Probability Basics

In these notes, I review important probability concepts that will be used throughout the course. For clarity, I present the results using a discrete probability space. However, all results extend to the general case, where (\Omega, \mathcal{F}, \operatorname{P}) consists of an arbitrary sample space \Omega, a \sigma-algebra \mathcal{F} of subsets of \Omega, and a probability measure \operatorname{P} defined on \mathcal{F}.

Probability Measure

Consider a probability space (\Omega, \mathcal{F}, \operatorname{P}), where \Omega = \{\omega_1, \omega_2, \ldots\} is a countable set of outcomes, and \mathcal{F} is the collection of all subsets of \Omega (the power set 2^{\Omega}).
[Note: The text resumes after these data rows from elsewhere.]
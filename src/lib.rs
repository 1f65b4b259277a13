//! Spot-price lending market
//!
//! ⚠️ EDUCATIONAL USE ONLY ⚠️
//!
//! Couples a zero-fee constant product pool with a lending pool that values
//! collateral at the pool's instantaneous reserve ratio. The lending pool
//! trusts whatever price the reserves show at the moment of the borrow, so a
//! large swap earlier in the same atomic sequence inflates the collateral
//! value. This crate reproduces that behavior exactly, including its rounding.
//!
//! - `wallets`: account balances and the payout rail both pools settle through
//! - `market`: the world state (one reserve pool, one lending pool, wallets)
//!   and all-or-nothing execution of operation sequences
//! - `sequencer`: serialized submission of sequences from many callers

#![forbid(unsafe_code)]

pub mod market;
pub mod sequencer;
pub mod wallets;

pub use amm_model::{ReservePool, SwapQuote};
pub use lending_model::{LendingPool, Position};
pub use market::{Market, MarketConfig, Op, Outcome, SequenceError};
pub use sequencer::Sequencer;
pub use spotlend_common::math::{decimal, format_amount, parse_amount, units};
pub use spotlend_common::{
    AccountId, Amount, Asset, ErrorKind, MathError, Payment, PoolError, PriceOracle, Result,
    Settlement, TokenId, ValidationError, BPS_SCALE, SCALE, U256,
};
pub use wallets::{Balances, Wallets};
For any event A \subseteq \Omega, its probability is given by \operatorname{P}(A) = \sum_{\omega \in A} \operatorname{P}(\omega), where \operatorname{P}(\omega) is the probability assigned to outcome \omega. We require that \operatorname{P}(\Omega) = 1, so the total probability sums to one. In practice, we focus on outcomes with positive probability, since those with zero probability do not affect any calculations.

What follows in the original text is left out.